Thanks for all the answers so far. Would anyone's opinion change if one has already retired and doesn't have huge sums of cash lying around to invest in a downturn? For example, retired and living off investments. If you had the majority of your net worth in VTSAX and the market dropped precipitously, would you (or should you) have a panic button? And by panic button I mean a particular sell point that you have predetermined so you aren't acting on impulse.

No. You should be balancing between stocks and bonds and other investment vehicles, and should have enough liquidity available to not have that matter in the short term(say, 1-5 years). I'd go so far as to say that should I be retired, I would have a couple rotating maturity date CD's, or other instruments such that I could always be looking at a ~10k infusion within a 1 year period.

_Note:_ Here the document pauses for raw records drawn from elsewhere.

use std::collections::BTreeMap;

use conveyor_digest::Word;

use crate::Error;

/// Field names reserved for the fixed row columns; a metadata key must not
/// collide with any of these.
pub const RESERVED_KEYS: [&str; 5] = ["status", "digest", "chain", "created", "reserver"];

/// A string-valued metadata entry eligible for low-cardinality interning by
/// the enum cache.
#[derive(Clone, Debug, PartialEq, Eq, PartialOrd, Ord, Hash)]
pub struct Enumerable(pub String);

impl Enumerable {
    pub fn as_str(&self) -> &str {
        &self.0
    }
}

impl From<&str> for Enumerable {
    fn from(s: &str) -> Self {
        Enumerable(s.to_string())
    }
}

impl From<String> for Enumerable {
    fn from(s: String) -> Self {
        Enumerable(s)
    }
}

/// A metadata value: a string, a 64-bit integer, a 64-bit float, a
/// timezone-less timestamp, or a wrapped [`Enumerable`] string destined for
/// interning.
#[derive(Clone, Debug, PartialEq)]
pub enum Value {
    String(String),
    Integer(i64),
    Float(f64),
    Timestamp(chrono::NaiveDateTime),
    Enumerable(Enumerable),
}

impl From<&str> for Value {
    fn from(s: &str) -> Self {
        Value::String(s.to_string())
    }
}
impl From<String> for Value {
    fn from(s: String) -> Self {
        Value::String(s)
    }
}
impl From<i64> for Value {
    fn from(v: i64) -> Self {
        Value::Integer(v)
    }
}
impl From<f64> for Value {
    fn from(v: f64) -> Self {
        Value::Float(v)
    }
}
impl From<chrono::NaiveDateTime> for Value {
    fn from(v: chrono::NaiveDateTime) -> Self {
        Value::Timestamp(v)
    }
}
impl From<Enumerable> for Value {
    fn from(v: Enumerable) -> Self {
        Value::Enumerable(v)
    }
}

/// An unordered mapping from [`Word`] keys to [`Value`]s. The empty string
/// and an absent value are both legal values; only the key set is
/// constrained (must not collide with [`RESERVED_KEYS`]).
#[derive(Clone, Debug, Default, PartialEq)]
pub struct Metadata(BTreeMap<Word, Value>);

impl Metadata {
    pub fn new() -> Self {
        Metadata(BTreeMap::new())
    }

    pub fn from_pairs(
        pairs: impl IntoIterator<Item = (Word, Value)>,
    ) -> Result<Self, Error> {
        let mut map = BTreeMap::new();
        for (key, value) in pairs {
            if RESERVED_KEYS.contains(&key.as_str()) {
                return Err(Error::ReservedKey(key.as_str().to_string()));
            }
            map.insert(key, value);
        }
        Ok(Metadata(map))
    }

    pub fn get(&self, key: &Word) -> Option<&Value> {
        self.0.get(key)
    }

    pub fn iter(&self) -> impl Iterator<Item = (&Word, &Value)> {
        self.0.iter()
    }

    pub fn len(&self) -> usize {
        self.0.len()
    }

    pub fn is_empty(&self) -> bool {
        self.0.is_empty()
    }

    pub fn keys(&self) -> impl Iterator<Item = &Word> {
        self.0.keys()
    }
}

impl FromIterator<(Word, Value)> for Metadata {
    fn from_iter<T: IntoIterator<Item = (Word, Value)>>(iter: T) -> Self {
        Metadata(BTreeMap::from_iter(iter))
    }
}

#[cfg(test)]
mod tests {
    use super::*;
    use pretty_assertions::assert_eq;

    #[test]
    fn rejects_reserved_keys() {
        let key = Word::new("status").unwrap();
        let err = Metadata::from_pairs([(key, Value::String("x".into()))]).unwrap_err();
        assert!(matches!(err, Error::ReservedKey(_)));
    }

    #[test]
    fn accepts_ordinary_keys() {
        let key = Word::new("color").unwrap();
        let md = Metadata::from_pairs([(key, Value::String("red".into()))]).unwrap();
        assert_eq!(md.len(), 1);
    }
}
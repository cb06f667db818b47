#[derive(Debug, thiserror::Error)]
pub enum Error {
    #[error("metadata key `{0}` is reserved and cannot be used as a field name")]
    ReservedKey(String),

    #[error("query result limit must be greater than 0")]
    InvalidLimit,

    #[error("mask is missing a mandatory `kind`")]
    MissingKind,

    #[error("part is missing required field `{0}` to assemble a complete item")]
    IncompleteItem(&'static str),
}
use std::path::PathBuf;

#[derive(Debug, thiserror::Error)]
pub enum Error {
    #[error("blob not found: {0}")]
    NotFound(PathBuf),

    #[error("stored blob at {0:?} does not match its expected digest")]
    IntegrityCheck(PathBuf),

    #[error("transform failed: {0}")]
    Transform(#[from] conveyor_transform::Error),

    #[error("i/o error at {0:?}: {1}")]
    Io(PathBuf, #[source] std::io::Error),
}
//! Conveyor: a composite, transactional repository for cold pipelines.
//! Persists items across a content-addressed blob store and a relational
//! metadata store, with atomic multi-store mutation, dedup, reservation,
//! and live schema evolution.
//!
//! This crate is a thin facade over the component crates — see each for
//! the detailed design: [`conveyor_digest`], [`conveyor_transform`],
//! [`conveyor_item`], [`conveyor_files`], [`conveyor_enum_cache`],
//! [`conveyor_rows`], [`conveyor_repository`].

pub use conveyor_digest::{Data, Digest, Word};
pub use conveyor_item::{Chain, Created, Enumerable, Item, Mask, Metadata, Part, Query, Reserver, Value};
pub use conveyor_repository::{Error, FilesPart, PartRepository, Repository, RowsPart};

/// The content-addressed blob store.
pub mod files {
    pub use conveyor_files::{constant_granulation, AppendMarker, Codec, Core, Granulation, Identity, Sidestep};
}

/// The queryable relational store with live schema migration.
pub mod rows {
    pub use conveyor_rows::{enum_table_name, table_name, Error, RowsCore};
}

/// The process-wide enum-interning cache.
pub mod enum_cache {
    pub use conveyor_enum_cache::{init, teardown, Cache, Error};
}
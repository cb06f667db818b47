//! Content hashing and the byte container built on top of it.
//!
//! [`Digest`] is a fixed-width BLAKE3 hash with a canonical base64 textual
//! form; [`Data`] is an immutable byte sequence carrying its own digest.
//! [`Word`] is the `\w+`-constrained token type used for kinds, statuses,
//! and metadata keys throughout the rest of the workspace.

use std::fmt;

mod word;
pub use word::Word;

/// A fixed-width 32-byte BLAKE3 hash.
///
/// Two digests are equal iff their bytes are equal. `Digest` has no
/// knowledge of what produced it; it is a pure value.
#[derive(Clone, Copy, PartialEq, Eq, PartialOrd, Ord, Hash)]
pub struct Digest([u8; 32]);

#[derive(Debug, thiserror::Error)]
pub enum Error {
    #[error("invalid base64 digest: {0}")]
    Base64(#[from] base64::DecodeError),

    #[error("digest must be exactly 32 bytes, got {0}")]
    WrongLength(usize),

    #[error("data does not match expected digest")]
    Mismatch,
}

impl Digest {
    pub const LEN: usize = 32;

    /// The digest of the empty byte sequence. Storage layers treat this as
    /// a sentinel: no blob is ever written for it.
    pub fn empty() -> Self {
        Digest::of(b"")
    }

    pub fn of(bytes: &[u8]) -> Self {
        Digest(*blake3::hash(bytes).as_bytes())
    }

    pub fn as_bytes(&self) -> &[u8; 32] {
        &self.0
    }

    /// Canonical textual form: standard base64 (`+`/`/` alphabet, padded).
    /// Callers that need a path- or URL-safe form go through
    /// `conveyor-transform`'s `Segment`/`Desegment`, which rewrite the
    /// three unsafe characters this encoding can produce.
    pub fn string(&self) -> String {
        base64::encode_config(self.0, base64::STANDARD)
    }

    pub fn from_base64(s: &str) -> Result<Self, Error> {
        let bytes = base64::decode_config(s, base64::STANDARD)?;
        let exact: [u8; 32] = bytes
            .as_slice()
            .try_into()
            .map_err(|_| Error::WrongLength(bytes.len()))?;
        Ok(Digest(exact))
    }
}

impl fmt::Display for Digest {
    fn fmt(&self, f: &mut fmt::Formatter<'_>) -> fmt::Result {
        f.write_str(&self.string())
    }
}

impl fmt::Debug for Digest {
    fn fmt(&self, f: &mut fmt::Formatter<'_>) -> fmt::Result {
        write!(f, "Digest({})", self.string())
    }
}

impl std::str::FromStr for Digest {
    type Err = Error;
    fn from_str(s: &str) -> Result<Self, Self::Err> {
        Digest::from_base64(s)
    }
}

impl serde::Serialize for Digest {
    fn serialize<S>(&self, serializer: S) -> Result<S::Ok, S::Error>
    where
        S: serde::Serializer,
    {
        self.string().serialize(serializer)
    }
}

impl<'de> serde::Deserialize<'de> for Digest {
    fn deserialize<D>(deserializer: D) -> Result<Self, D::Error>
    where
        D: serde::Deserializer<'de>,
    {
        use serde::de::Error as _;
        let s = String::deserialize(deserializer)?;
        Digest::from_base64(&s).map_err(|e| D::Error::custom(e.to_string()))
    }
}

/// An immutable byte sequence with a derived [`Digest`].
#[derive(Clone, PartialEq, Eq)]
pub struct Data {
    value: Vec<u8>,
    digest: Digest,
}

impl Data {
    pub fn new(value: Vec<u8>) -> Self {
        let digest = Digest::of(&value);
        Data { value, digest }
    }

    /// Construct `Data`, asserting the computed digest matches `expected`.
    /// Used by the Files core on read to detect blob corruption.
    pub fn verified(value: Vec<u8>, expected: Digest) -> Result<Self, Error> {
        let data = Data::new(value);
        if data.digest != expected {
            return Err(Error::Mismatch);
        }
        Ok(data)
    }

    pub fn empty() -> Self {
        Data::new(Vec::new())
    }

    pub fn is_empty(&self) -> bool {
        self.value.is_empty()
    }

    pub fn value(&self) -> &[u8] {
        &self.value
    }

    pub fn into_bytes(self) -> Vec<u8> {
        self.value
    }

    pub fn digest(&self) -> Digest {
        self.digest
    }

    pub fn as_str(&self) -> Result<&str, std::str::Utf8Error> {
        std::str::from_utf8(&self.value)
    }
}

impl fmt::Debug for Data {
    fn fmt(&self, f: &mut fmt::Formatter<'_>) -> fmt::Result {
        f.debug_struct("Data")
            .field("digest", &self.digest)
            .field("len", &self.value.len())
            .finish()
    }
}

impl From<Vec<u8>> for Data {
    fn from(value: Vec<u8>) -> Self {
        Data::new(value)
    }
}

impl From<&[u8]> for Data {
    fn from(value: &[u8]) -> Self {
        Data::new(value.to_vec())
    }
}

#[cfg(test)]
mod tests {
    use super::*;
    use pretty_assertions::assert_eq;

    #[test]
    fn digest_of_empty_is_stable() {
        assert_eq!(Digest::empty(), Digest::of(b""));
    }

    #[test]
    fn digest_roundtrips_through_base64() {
        let d = Digest::of(b"hello conveyor");
        let s = d.string();
        assert_eq!(Digest::from_base64(&s).unwrap(), d);
    }

    #[test]
    fn data_equality_ignores_nothing_but_value() {
        let a = Data::new(b"same".to_vec());
        let b = Data::new(b"same".to_vec());
        assert_eq!(a, b);
        assert_eq!(a.digest(), b.digest());
    }

    #[test]
    fn verified_rejects_mismatched_digest() {
        let wrong = Digest::of(b"other");
        assert!(matches!(
            Data::verified(b"value".to_vec(), wrong),
            Err(Error::Mismatch)
        ));
    }
}
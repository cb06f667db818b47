use std::collections::HashMap;
use std::sync::{Arc, Mutex};

use once_cell::sync::Lazy;

use crate::Cache;

static REGISTRY: Lazy<Mutex<HashMap<String, Arc<Cache>>>> = Lazy::new(|| Mutex::new(HashMap::new()));

/// Returns the process-wide cache partition for `cache_id`, creating it on
/// first use. Construct once per repository and pass the handle down by
/// reference — this is an explicit singleton with a lifecycle, not ambient
/// global mutable state.
pub fn init(cache_id: &str) -> Arc<Cache> {
    let mut registry = REGISTRY.lock().expect("enum cache registry lock poisoned");
    registry
        .entry(cache_id.to_string())
        .or_insert_with(|| Arc::new(Cache::new()))
        .clone()
}

/// Drops the cache partition for `cache_id`. Intended for test teardown;
/// production callers normally keep a partition alive for the process
/// lifetime.
pub fn teardown(cache_id: &str) {
    REGISTRY
        .lock()
        .expect("enum cache registry lock poisoned")
        .remove(cache_id);
}

#[cfg(test)]
mod tests {
    use super::*;

    #[test]
    fn init_is_idempotent_per_cache_id() {
        let a = init("test-cache-a");
        let b = init("test-cache-a");
        assert!(Arc::ptr_eq(&a, &b));
        teardown("test-cache-a");
    }

    #[test]
    fn distinct_cache_ids_are_isolated() {
        let a = init("test-cache-b1");
        let b = init("test-cache-b2");
        assert!(!Arc::ptr_eq(&a, &b));
        teardown("test-cache-b1");
        teardown("test-cache-b2");
    }
}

I haven't figured out what FI actually means for myself, how much I need, how much I have, etc as I'm 26 and have an unknown/uncertain(financially) path for the next ~6 years or so, but I'd plan out the safety system quite a bit, and you should have conservative enough system that you could weather a market downturn, while reorganizing asset allocation, and paying for your own living expenses. The more flexible you can be under the 4% rule, the better off you will be, however the 4% rule and a FIRE calculator can show you that *in the US* over any 30 year timeframe, even including terrible periods like the great depression, you would have survived it.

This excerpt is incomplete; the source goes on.